Sabahattin İsmail Sabahattin İsmail

Ayağa Dolanan Konsensüs Oyunu

22 Şubat 2019
Ayağa Dolanan Konsensüs Oyunu

AKINCI 1.5 yıl aradan sonra Meclise gelip bilgi verdi. 
Yeni birşey mi söyledi? HAYIR.. 

Yine “tek seçenek federasyon” dedi. Sorulan sorulara rağmen Crans Montana sonrası yaptığı “AB İÇİNDE İKİ DEVLET” seçeneğinden niye çark ettiğini izah etmedi. Karşılıksız taviz haritası vermekle, garantörlüğü pazarlığa açmakla, iki devletli çözümü reddetmekle hata yaptığını kabul etmedi... 

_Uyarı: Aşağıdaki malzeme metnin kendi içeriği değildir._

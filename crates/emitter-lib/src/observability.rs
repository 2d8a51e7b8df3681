//! Observability infrastructure for the metrics emitter
//!
//! Provides:
//! - Prometheus metrics about the emitter itself (pass counts, push
//!   outcomes, query traffic)
//! - Structured JSON logging with tracing

use crate::error::PushError;
use crate::models::PassSummary;
use prometheus::{
    register_histogram, register_int_counter, register_int_gauge, Histogram, IntCounter, IntGauge,
};
use std::sync::OnceLock;
use tracing::{info, warn};

/// Histogram buckets for pass durations (in seconds)
const PASS_DURATION_BUCKETS: &[f64] = &[0.01, 0.05, 0.1, 0.25, 0.5, 1.0, 2.5, 5.0, 10.0, 30.0];

/// Global metrics instance (registered once)
static GLOBAL_METRICS: OnceLock<EmitterMetricsInner> = OnceLock::new();

/// Inner metrics structure that holds the actual Prometheus metrics
struct EmitterMetricsInner {
    passes_total: IntCounter,
    pods_listed: IntGauge,
    pods_matched: IntGauge,
    samples_pushed_total: IntCounter,
    push_failures_total: IntCounter,
    query_requests_total: IntCounter,
    pass_duration_seconds: Histogram,
}

impl EmitterMetricsInner {
    fn new() -> Self {
        Self {
            passes_total: register_int_counter!(
                "metrics_emitter_passes_total",
                "Total number of generation passes started"
            )
            .expect("Failed to register passes_total"),

            pods_listed: register_int_gauge!(
                "metrics_emitter_pods_listed",
                "Number of pods returned by the last listing"
            )
            .expect("Failed to register pods_listed"),

            pods_matched: register_int_gauge!(
                "metrics_emitter_pods_matched",
                "Number of pods that matched the name patterns in the last pass"
            )
            .expect("Failed to register pods_matched"),

            samples_pushed_total: register_int_counter!(
                "metrics_emitter_samples_pushed_total",
                "Total number of samples accepted by the push destination"
            )
            .expect("Failed to register samples_pushed_total"),

            push_failures_total: register_int_counter!(
                "metrics_emitter_push_failures_total",
                "Total number of pushes the destination rejected or that failed in transit"
            )
            .expect("Failed to register push_failures_total"),

            query_requests_total: register_int_counter!(
                "metrics_emitter_query_requests_total",
                "Total number of time-series queries answered"
            )
            .expect("Failed to register query_requests_total"),

            pass_duration_seconds: register_histogram!(
                "metrics_emitter_pass_duration_seconds",
                "Wall-clock duration of a full generation pass",
                PASS_DURATION_BUCKETS.to_vec()
            )
            .expect("Failed to register pass_duration_seconds"),
        }
    }
}

/// Emitter metrics for Prometheus exposition
///
/// This is a lightweight handle to the global metrics instance.
/// Multiple clones share the same underlying metrics.
#[derive(Clone)]
pub struct EmitterMetrics {
    // This is just a marker - we use the global instance
    _private: (),
}

impl Default for EmitterMetrics {
    fn default() -> Self {
        Self::new()
    }
}

impl EmitterMetrics {
    /// Create a new metrics handle (initializes global metrics if needed)
    pub fn new() -> Self {
        // Initialize global metrics on first call
        GLOBAL_METRICS.get_or_init(EmitterMetricsInner::new);
        Self { _private: () }
    }

    fn inner(&self) -> &EmitterMetricsInner {
        GLOBAL_METRICS.get().expect("Metrics not initialized")
    }

    /// Count one generation pass
    pub fn inc_passes(&self) {
        self.inner().passes_total.inc();
    }

    /// Record pod counts from the latest listing
    pub fn set_pod_counts(&self, listed: i64, matched: i64) {
        self.inner().pods_listed.set(listed);
        self.inner().pods_matched.set(matched);
    }

    /// Count one accepted push
    pub fn inc_samples_pushed(&self) {
        self.inner().samples_pushed_total.inc();
    }

    /// Count one failed push
    pub fn inc_push_failures(&self) {
        self.inner().push_failures_total.inc();
    }

    /// Count one answered query
    pub fn inc_query_requests(&self) {
        self.inner().query_requests_total.inc();
    }

    /// Total queries answered so far
    pub fn query_requests(&self) -> u64 {
        self.inner().query_requests_total.get()
    }

    /// Record the duration of a completed pass
    pub fn observe_pass_duration(&self, duration_secs: f64) {
        self.inner().pass_duration_seconds.observe(duration_secs);
    }
}

/// Structured logger for emitter events
///
/// Provides consistent JSON-formatted logging for pass summaries and
/// push outcomes.
#[derive(Clone)]
pub struct StructuredLogger {
    job: String,
}

impl StructuredLogger {
    pub fn new(job: impl Into<String>) -> Self {
        Self { job: job.into() }
    }

    /// Log emitter startup
    pub fn log_startup(&self, version: &str, destination: &str) {
        info!(
            event = "emitter_started",
            job = %self.job,
            version = %version,
            destination = %destination,
            "Metrics emitter started"
        );
    }

    /// Log emitter shutdown
    pub fn log_shutdown(&self, reason: &str) {
        info!(
            event = "emitter_shutdown",
            job = %self.job,
            reason = %reason,
            "Metrics emitter shutting down"
        );
    }

    /// Log the summary of a completed generation pass
    pub fn log_pass_complete(&self, summary: &PassSummary) {
        info!(
            event = "pass_complete",
            job = %self.job,
            started_at = %summary.started_at,
            pods_total = summary.pods_total,
            pods_matched = summary.pods_matched,
            samples_pushed = summary.samples_pushed,
            push_failures = summary.push_failures,
            api_requests = summary.api_request_count,
            skipped_keys = %summary.skipped_keys_text(),
            "Pass complete"
        );
    }

    /// Log a push that the destination rejected or that failed in transit
    pub fn log_push_failure(&self, pod: &str, container: &str, error: &PushError) {
        warn!(
            event = "push_failed",
            job = %self.job,
            pod = %pod,
            container = %container,
            error = %error,
            "Failed to push sample"
        );
    }
}
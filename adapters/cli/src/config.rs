//! Scenario configuration loaded from an optional TOML file.
//!
//! Every field has a default mirroring the stock tuning, so a bare
//! invocation runs a sensible skirmish without any file at all.

use std::fs;
use std::path::Path;
use std::time::Duration;

use anyhow::{ensure, Context, Result};
use grid_skirmish_core::{AgentTuning, ChampionTuning, WorldPoint};
use serde::Deserialize;

#[derive(Debug, Default, Deserialize)]
#[serde(default, deny_unknown_fields)]
pub(crate) struct Scenario {
    pub(crate) grid: GridSection,
    pub(crate) agents: AgentSection,
    pub(crate) champion: ChampionSection,
    pub(crate) duel: DuelSection,
}

impl Scenario {
    /// Loads the scenario file when a path was given, otherwise the defaults.
    pub(crate) fn load(path: Option<&Path>) -> Result<Self> {
        let Some(path) = path else {
            return Ok(Self::default());
        };

        let text = fs::read_to_string(path)
            .with_context(|| format!("reading scenario file {}", path.display()))?;
        toml::from_str(&text).with_context(|| format!("parsing scenario file {}", path.display()))
    }
}

#[derive(Debug, Deserialize)]
#[serde(default, deny_unknown_fields)]
pub(crate) struct GridSection {
    pub(crate) world_width: f32,
    pub(crate) world_height: f32,
    pub(crate) node_radius: f32,
    /// Probability that a cell center is covered by an obstacle.
    pub(crate) obstacle_density: f64,
    /// Probability that a cell center carries a walkability-restoring waypoint.
    pub(crate) waypoint_density: f64,
}

impl GridSection {
    pub(crate) fn validate(&self) -> Result<()> {
        ensure!(
            (0.0..=1.0).contains(&self.obstacle_density),
            "obstacle_density {} is not a probability",
            self.obstacle_density
        );
        ensure!(
            (0.0..=1.0).contains(&self.waypoint_density),
            "waypoint_density {} is not a probability",
            self.waypoint_density
        );
        Ok(())
    }
}

impl Default for GridSection {
    fn default() -> Self {
        Self {
            world_width: 10.0,
            world_height: 10.0,
            node_radius: 0.5,
            obstacle_density: 0.15,
            waypoint_density: 0.05,
        }
    }
}

#[derive(Debug, Deserialize)]
#[serde(default, deny_unknown_fields)]
pub(crate) struct AgentSection {
    pub(crate) move_speed: f32,
    pub(crate) wait_at_waypoint_secs: f32,
    pub(crate) detection_range: f32,
    pub(crate) battle_range: f32,
    pub(crate) flee_range: f32,
    pub(crate) max_health: i32,
    pub(crate) attack_power: i32,
    pub(crate) attack_interval_secs: f32,
    pub(crate) low_health_threshold: f32,
    /// Grid cells agents spawn on at startup.
    pub(crate) spawn_cells: Vec<[i32; 2]>,
}

impl AgentSection {
    pub(crate) fn tuning(&self) -> Result<AgentTuning> {
        Ok(AgentTuning {
            move_speed: self.move_speed,
            wait_at_waypoint: seconds(self.wait_at_waypoint_secs, "wait_at_waypoint_secs")?,
            detection_range: self.detection_range,
            battle_range: self.battle_range,
            flee_range: self.flee_range,
            max_health: self.max_health,
            attack_power: self.attack_power,
            attack_interval: seconds(self.attack_interval_secs, "attack_interval_secs")?,
            low_health_threshold: self.low_health_threshold,
        })
    }
}

impl Default for AgentSection {
    fn default() -> Self {
        Self {
            move_speed: 2.0,
            wait_at_waypoint_secs: 1.0,
            detection_range: 5.0,
            battle_range: 1.5,
            flee_range: 3.0,
            max_health: 50,
            attack_power: 1,
            attack_interval_secs: 1.5,
            low_health_threshold: 0.3,
            spawn_cells: vec![[1, 1], [8, 1], [1, 8]],
        }
    }
}

#[derive(Debug, Deserialize)]
#[serde(default, deny_unknown_fields)]
pub(crate) struct ChampionSection {
    pub(crate) max_health: i32,
    pub(crate) defend_duration_secs: f32,
    pub(crate) defend_cooldown_secs: f32,
    /// World-space position the champion holds for the whole run.
    pub(crate) start: [f32; 2],
    /// Health at or below which the champion defends as soon as it can.
    pub(crate) guard_below_health: i32,
}

impl ChampionSection {
    pub(crate) fn tuning(&self) -> Result<ChampionTuning> {
        Ok(ChampionTuning {
            max_health: self.max_health,
            defend_duration: seconds(self.defend_duration_secs, "defend_duration_secs")?,
            defend_cooldown: seconds(self.defend_cooldown_secs, "defend_cooldown_secs")?,
        })
    }

    pub(crate) fn start_position(&self) -> WorldPoint {
        WorldPoint::new(self.start[0], self.start[1])
    }
}

impl Default for ChampionSection {
    fn default() -> Self {
        Self {
            max_health: 100,
            defend_duration_secs: 2.0,
            defend_cooldown_secs: 5.0,
            start: [0.0, 0.0],
            guard_below_health: 50,
        }
    }
}

#[derive(Debug, Deserialize)]
#[serde(default, deny_unknown_fields)]
pub(crate) struct DuelSection {
    pub(crate) attack_damage: i32,
    pub(crate) attack_interval_secs: f32,
    pub(crate) attack_range: f32,
    /// Whether the champion fights back at all.
    pub(crate) auto_attack: bool,
}

impl DuelSection {
    pub(crate) fn attack_interval(&self) -> Result<Duration> {
        seconds(self.attack_interval_secs, "attack_interval_secs")
    }
}

impl Default for DuelSection {
    fn default() -> Self {
        Self {
            attack_damage: 10,
            attack_interval_secs: 1.0,
            attack_range: 1.5,
            auto_attack: true,
        }
    }
}

fn seconds(value: f32, name: &str) -> Result<Duration> {
    Duration::try_from_secs_f32(value).with_context(|| format!("{name} = {value} is not a valid duration"))
}

#[cfg(test)]
mod tests {
    use super::*;

    #[test]
    fn defaults_survive_tuning_validation() {
        let scenario = Scenario::default();
        scenario.grid.validate().expect("grid section");
        let agents = scenario.agents.tuning().expect("agent tuning");
        agents.validate().expect("agent tuning validates");
        let champion = scenario.champion.tuning().expect("champion tuning");
        champion.validate().expect("champion tuning validates");
    }

    #[test]
    fn partial_files_fall_back_to_defaults() {
        let scenario: Scenario = toml::from_str(
            r#"
            [agents]
            max_health = 80
            spawn_cells = [[2, 2]]
            "#,
        )
        .expect("partial scenario parses");

        assert_eq!(scenario.agents.max_health, 80);
        assert_eq!(scenario.agents.spawn_cells, vec![[2, 2]]);
        assert_eq!(scenario.champion.max_health, 100);
        assert_eq!(scenario.grid.world_width, 10.0);
    }

    #[test]
    fn unknown_keys_are_rejected() {
        let result: std::result::Result<Scenario, _> = toml::from_str(
            r#"
            [agents]
            max_helth = 80
            "#,
        );
        assert!(result.is_err());
    }

    #[test]
    fn negative_durations_are_reported() {
        let section = AgentSection {
            wait_at_waypoint_secs: -1.0,
            ..AgentSection::default()
        };
        assert!(section.tuning().is_err());
    }
}
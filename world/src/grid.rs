//! Static spatial discretisation owned by the world crate.

use grid_skirmish_core::{GridCoord, GridView, Node, WorldPoint};
use thiserror::Error;

/// Reasons grid construction fails.
#[derive(Clone, Copy, Debug, PartialEq, Error)]
pub enum GridError {
    /// The node radius cannot carve the world into cells.
    #[error("node_radius must be positive, got {radius}")]
    NonPositiveRadius {
        /// Radius supplied by the caller.
        radius: f32,
    },
    /// The requested world extent resolves to zero or negative cells.
    #[error("grid dimensions resolve to {size_x} x {size_y} cells")]
    DegenerateDimensions {
        /// Resolved column count.
        size_x: i64,
        /// Resolved row count.
        size_y: i64,
    },
}

/// Dense node grid built once at startup from world-space sampling.
///
/// Walkability is decided at construction by probing the injected obstacle
/// and waypoint predicates at each cell center; the grid is never resized or
/// mutated afterwards, so it can be shared read-only across every agent.
#[derive(Clone, Debug)]
pub struct GridField {
    size_x: i32,
    size_y: i32,
    world_width: f32,
    world_height: f32,
    nodes: Vec<Node>,
}

impl GridField {
    /// Builds the grid covering `world_width x world_height` world units.
    ///
    /// Cell centers are anchored at the bottom-left corner of the bounding
    /// box, offset by `(x * diameter + radius, y * diameter + radius)`. A
    /// cell is walkable unless `obstacle` holds at its center, with
    /// `waypoint` forcibly overriding the cell back to walkable.
    pub fn build<O, W>(
        world_width: f32,
        world_height: f32,
        node_radius: f32,
        mut obstacle: O,
        mut waypoint: W,
    ) -> Result<Self, GridError>
    where
        O: FnMut(WorldPoint) -> bool,
        W: FnMut(WorldPoint) -> bool,
    {
        if node_radius <= 0.0 {
            return Err(GridError::NonPositiveRadius {
                radius: node_radius,
            });
        }

        let diameter = node_radius * 2.0;
        let size_x = (world_width / diameter).round() as i64;
        let size_y = (world_height / diameter).round() as i64;

        if size_x <= 0 || size_y <= 0 || size_x > i64::from(i32::MAX) || size_y > i64::from(i32::MAX)
        {
            return Err(GridError::DegenerateDimensions { size_x, size_y });
        }

        let size_x = size_x as i32;
        let size_y = size_y as i32;

        let bottom_left_x = -world_width / 2.0;
        let bottom_left_y = -world_height / 2.0;

        let mut nodes = Vec::with_capacity(size_x as usize * size_y as usize);
        for y in 0..size_y {
            for x in 0..size_x {
                let center = WorldPoint::new(
                    bottom_left_x + x as f32 * diameter + node_radius,
                    bottom_left_y + y as f32 * diameter + node_radius,
                );

                let walkable = !obstacle(center) || waypoint(center);
                nodes.push(Node::new(walkable, center, GridCoord::new(x, y)));
            }
        }

        Ok(Self {
            size_x,
            size_y,
            world_width,
            world_height,
            nodes,
        })
    }

    /// Number of columns and rows in the grid.
    #[must_use]
    pub const fn dimensions(&self) -> (i32, i32) {
        (self.size_x, self.size_y)
    }

    /// Captures a read-only view over the node grid.
    #[must_use]
    pub fn view(&self) -> GridView<'_> {
        GridView::new(
            &self.nodes,
            self.size_x,
            self.size_y,
            self.world_width,
            self.world_height,
        )
    }

    /// Converts a spawn cell into world space.
    ///
    /// Spawning uses a one-unit-per-cell convention independent of the node
    /// geometry, mirroring how external spawn requests address the grid.
    #[must_use]
    pub fn spawn_position(&self, cell: GridCoord) -> WorldPoint {
        WorldPoint::new(cell.x() as f32, cell.y() as f32)
    }
}
/// Proposes one bounded step toward a course node.
///
/// Returns whether the step lands within arrival tolerance, which is the
/// system's cue to start a waypoint pause or drop its course bookkeeping;
/// the world performs the authoritative snap.
fn step_towards(
    agent: AgentId,
    position: WorldPoint,
    node: &Node,
    step: f32,
    out: &mut Vec<Command>,
) -> bool {
    let next = position.move_towards(node.position(), step);
    out.push(Command::MoveAgent { agent, to: next });
    next.distance_to(node.position()) <= ARRIVAL_TOLERANCE
}

#[cfg(test)]
mod tests {
    use super::*;
    use grid_skirmish_core::{GridCoord, Health};

    fn snapshot(id: u32, state: BehaviorState, position: WorldPoint) -> AgentSnapshot {
        AgentSnapshot {
            id: AgentId::new(id),
            state,
            health: Health::new(50),
            position,
            course: None,
            is_moving: false,
        }
    }

    #[test]
    fn detection_pulls_patrol_agents_aggressive_before_battle_range() {
        let snapshot = snapshot(0, BehaviorState::Patrol, WorldPoint::new(0.0, 0.0));
        let mut ledger = AgentLedger::new(snapshot.id);
        let mut out = Vec::new();

        let state = resolve_transitions(
            &snapshot,
            WorldPoint::new(4.0, 0.0),
            &AgentTuning::default(),
            &mut out,
            &mut ledger,
        );

        assert_eq!(state, BehaviorState::Aggressive);
        assert_eq!(
            out,
            vec![Command::TransitionAgent {
                agent: snapshot.id,
                to: BehaviorState::Aggressive,
            }],
        );
    }

    #[test]
    fn battle_range_forces_battle_from_any_state() {
        for prior in [
            BehaviorState::Patrol,
            BehaviorState::Aggressive,
            BehaviorState::Defensive,
        ] {
            let snapshot = snapshot(0, prior, WorldPoint::new(0.0, 0.0));
            let mut ledger = AgentLedger::new(snapshot.id);
            let mut out = Vec::new();

            let state = resolve_transitions(
                &snapshot,
                WorldPoint::new(1.0, 0.0),
                &AgentTuning::default(),
                &mut out,
                &mut ledger,
            );

            assert_eq!(state, BehaviorState::Battle, "prior state {prior:?}");
        }
    }

    #[test]
    fn losing_detection_returns_agents_to_patrol() {
        let snapshot = snapshot(0, BehaviorState::Aggressive, WorldPoint::new(0.0, 0.0));
        let mut ledger = AgentLedger::new(snapshot.id);
        let mut out = Vec::new();

        let state = resolve_transitions(
            &snapshot,
            WorldPoint::new(9.0, 0.0),
            &AgentTuning::default(),
            &mut out,
            &mut ledger,
        );

        assert_eq!(state, BehaviorState::Patrol);
    }

    #[test]
    fn battle_aborts_a_patrol_course_but_not_an_aggressive_one() {
        let mut moving = snapshot(0, BehaviorState::Aggressive, WorldPoint::new(0.0, 0.0));
        moving.course = Some(GridCoord::new(1, 0));
        moving.is_moving = true;

        let mut ledger = AgentLedger::new(moving.id);
        ledger.course_origin = Some(BehaviorState::Patrol);
        let mut out = Vec::new();
        let _ = resolve_transitions(
            &moving,
            WorldPoint::new(1.0, 0.0),
            &AgentTuning::default(),
            &mut out,
            &mut ledger,
        );
        assert!(out.contains(&Command::ClearCourse { agent: moving.id }));
        assert_eq!(ledger.course_origin, None);

        let mut ledger = AgentLedger::new(moving.id);
        ledger.course_origin = Some(BehaviorState::Aggressive);
        let mut out = Vec::new();
        let _ = resolve_transitions(
            &moving,
            WorldPoint::new(1.0, 0.0),
            &AgentTuning::default(),
            &mut out,
            &mut ledger,
        );
        assert!(!out.contains(&Command::ClearCourse { agent: moving.id }));
        assert_eq!(ledger.course_origin, Some(BehaviorState::Aggressive));
    }

    #[test]
    fn battle_strikes_immediately_then_waits_out_the_interval() {
        let agent = snapshot(0, BehaviorState::Battle, WorldPoint::new(0.0, 0.0));
        let mut ledger = AgentLedger::new(agent.id);
        let champion = ChampionSnapshot {
            position: WorldPoint::new(1.0, 0.0),
            health: Health::new(100),
            defending: false,
            defend_ready: true,
        };
        let tuning = AgentTuning::default();
        let dt = Duration::from_millis(500);

        let mut out = Vec::new();
        battle_step(&mut ledger, &agent, &champion, &tuning, dt, &mut out);
        assert_eq!(out, vec![Command::Strike { agent: agent.id }]);

        // Interval is 1500ms; two half-second ticks only count it down.
        out.clear();
        battle_step(&mut ledger, &agent, &champion, &tuning, dt, &mut out);
        battle_step(&mut ledger, &agent, &champion, &tuning, dt, &mut out);
        assert!(out.is_empty());

        battle_step(&mut ledger, &agent, &champion, &tuning, dt, &mut out);
        assert!(out.is_empty(), "third tick drains the interval");
        battle_step(&mut ledger, &agent, &champion, &tuning, dt, &mut out);
        assert_eq!(out, vec![Command::Strike { agent: agent.id }]);
    }

    #[test]
    fn leaving_battle_range_stops_the_attack_loop() {
        let agent = snapshot(0, BehaviorState::Battle, WorldPoint::new(0.0, 0.0));
        let mut ledger = AgentLedger::new(agent.id);
        let champion = ChampionSnapshot {
            position: WorldPoint::new(4.0, 0.0),
            health: Health::new(100),
            defending: false,
            defend_ready: true,
        };

        let mut out = Vec::new();
        battle_step(
            &mut ledger,
            &agent,
            &champion,
            &AgentTuning::default(),
            Duration::from_millis(100),
            &mut out,
        );

        assert!(out.is_empty());
        assert!(!ledger.attack_loop_active);
    }

    #[test]
    fn defensive_agents_flee_directly_away_from_a_close_champion() {
        let agent = snapshot(0, BehaviorState::Defensive, WorldPoint::new(1.0, 0.0));
        let champion = ChampionSnapshot {
            position: WorldPoint::new(0.0, 0.0),
            health: Health::new(100),
            defending: false,
            defend_ready: true,
        };
        let tuning = AgentTuning::default();

        let mut out = Vec::new();
        defensive_step(&agent, &champion, &tuning, Duration::from_secs(1), &mut out);

        assert_eq!(
            out,
            vec![Command::MoveAgent {
                agent: agent.id,
                to: WorldPoint::new(3.0, 0.0),
            }],
        );
    }

    #[test]
    fn defensive_agents_hold_position_outside_flee_range() {
        let agent = snapshot(0, BehaviorState::Defensive, WorldPoint::new(4.0, 0.0));
        let champion = ChampionSnapshot {
            position: WorldPoint::new(0.0, 0.0),
            health: Health::new(100),
            defending: false,
            defend_ready: true,
        };

        let mut out = Vec::new();
        defensive_step(
            &agent,
            &champion,
            &AgentTuning::default(),
            Duration::from_secs(1),
            &mut out,
        );

        assert!(out.is_empty());
    }

    #[test]
    fn despawned_agents_drop_their_ledgers() {
        let mut behavior = Behavior::new(Config::new(7));
        behavior.ledgers.push(AgentLedger::new(AgentId::new(0)));
        behavior.ledgers.push(AgentLedger::new(AgentId::new(1)));

        let survivors = AgentView::from_snapshots(vec![snapshot(
            1,
            BehaviorState::Patrol,
            WorldPoint::new(0.0, 0.0),
        )]);
        behavior.reconcile_ledgers(&survivors);

        assert_eq!(behavior.ledgers.len(), 1);
        assert_eq!(behavior.ledgers[0].agent, AgentId::new(1));
    }
}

Peki Akıncı’nın işbirlikçi ve teslimiyetçi siyasetini eleştirenler yeni birşey söyledi mi? HAYIR

UBP, HP, DP, YDP Başkanları Akıncı’nın tek seçenek federasyon saplantısını sert ifadelerle eleştirdiler, müzakere sürecinde yaptığı hataları sıraladılar ve bundan sonra iki devletli çözümün savunulması gerektiğini ortaya koydular

Peki bir uzlaşma ve ortak noktada buluşma oldu mu? HAYIR

Herkes sözünü söyledi, herkes pozisyonunu korudu, farklılıklarını ortaya koydu, eleştirilerinin arkasında olduğunu söyledi ve toplantı bitti.

Konsensüs Oyunu

Ne ki toplantı bittikten sonra basına açıklama yapan Akıncı “ çok verimli ve yararlı bir toplantı olduğunu” söylerken, CTP’Lİ Meclis başkanı Teberrüken Uluçay ise “ toplantıda bir konsensüse varıldığını” söyledi. Bir paragraf altta ise tüm partilerin ve cumhurbaşkanının “takvimli, sonuç odaklı görüşme ve siyasi eşitlik konusunda görüşbirliği içinde olduğunu” söyledi. 

Belli ki, Akıncı ve CTP’Lİ Uluçay toplantı öncesinde, toplantı sonrası yapacakları açıklama konusunda anlaşmışlardı. Buna göre kamuoyuna yönelik “konsensüs var” Şeklinde algı operasyonu yapacaklardı. 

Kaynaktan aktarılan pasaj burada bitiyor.